Data provided:
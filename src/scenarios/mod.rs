pub mod brand_category;
pub mod cart;
pub mod checkout;
pub mod contact_us;
pub mod login;
pub mod navigation;
pub mod performance;
pub mod products;
pub mod security;
pub mod signup;
pub mod subscription;

use crate::harness::scenario::Scenario;

/// Every scenario in TC order.
pub fn all() -> Vec<Scenario> {
    let mut scenarios = Vec::new();
    scenarios.extend(login::scenarios());
    scenarios.extend(signup::scenarios());
    scenarios.extend(products::scenarios());
    scenarios.extend(cart::scenarios());
    scenarios.extend(contact_us::scenarios());
    scenarios.extend(subscription::scenarios());
    scenarios.extend(brand_category::scenarios());
    scenarios.extend(checkout::scenarios());
    scenarios.extend(navigation::scenarios());
    scenarios.extend(performance::scenarios());
    scenarios.extend(security::scenarios());
    scenarios
}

What to work on: The whole listing should be copied verbatim.

Answer to this problem:
filename src/scenarios/mod.rs
pub mod brand_category;
pub mod cart;
pub mod checkout;
pub mod contact_us;
pub mod login;
pub mod navigation;
pub mod performance;
pub mod products;
pub mod security;
pub mod signup;
pub mod subscription;

use crate::harness::scenario::Scenario;

/// Every scenario in TC order.
pub fn all() -> Vec<Scenario> {
    let mut scenarios = Vec::new();
    scenarios.extend(login::scenarios());
    scenarios.extend(signup::scenarios());
    scenarios.extend(products::scenarios());
    scenarios.extend(cart::scenarios());
    scenarios.extend(contact_us::scenarios());
    scenarios.extend(subscription::scenarios());
    scenarios.extend(brand_category::scenarios());
    scenarios.extend(checkout::scenarios());
    scenarios.extend(navigation::scenarios());
    scenarios.extend(performance::scenarios());
    scenarios.extend(security::scenarios());
    scenarios
}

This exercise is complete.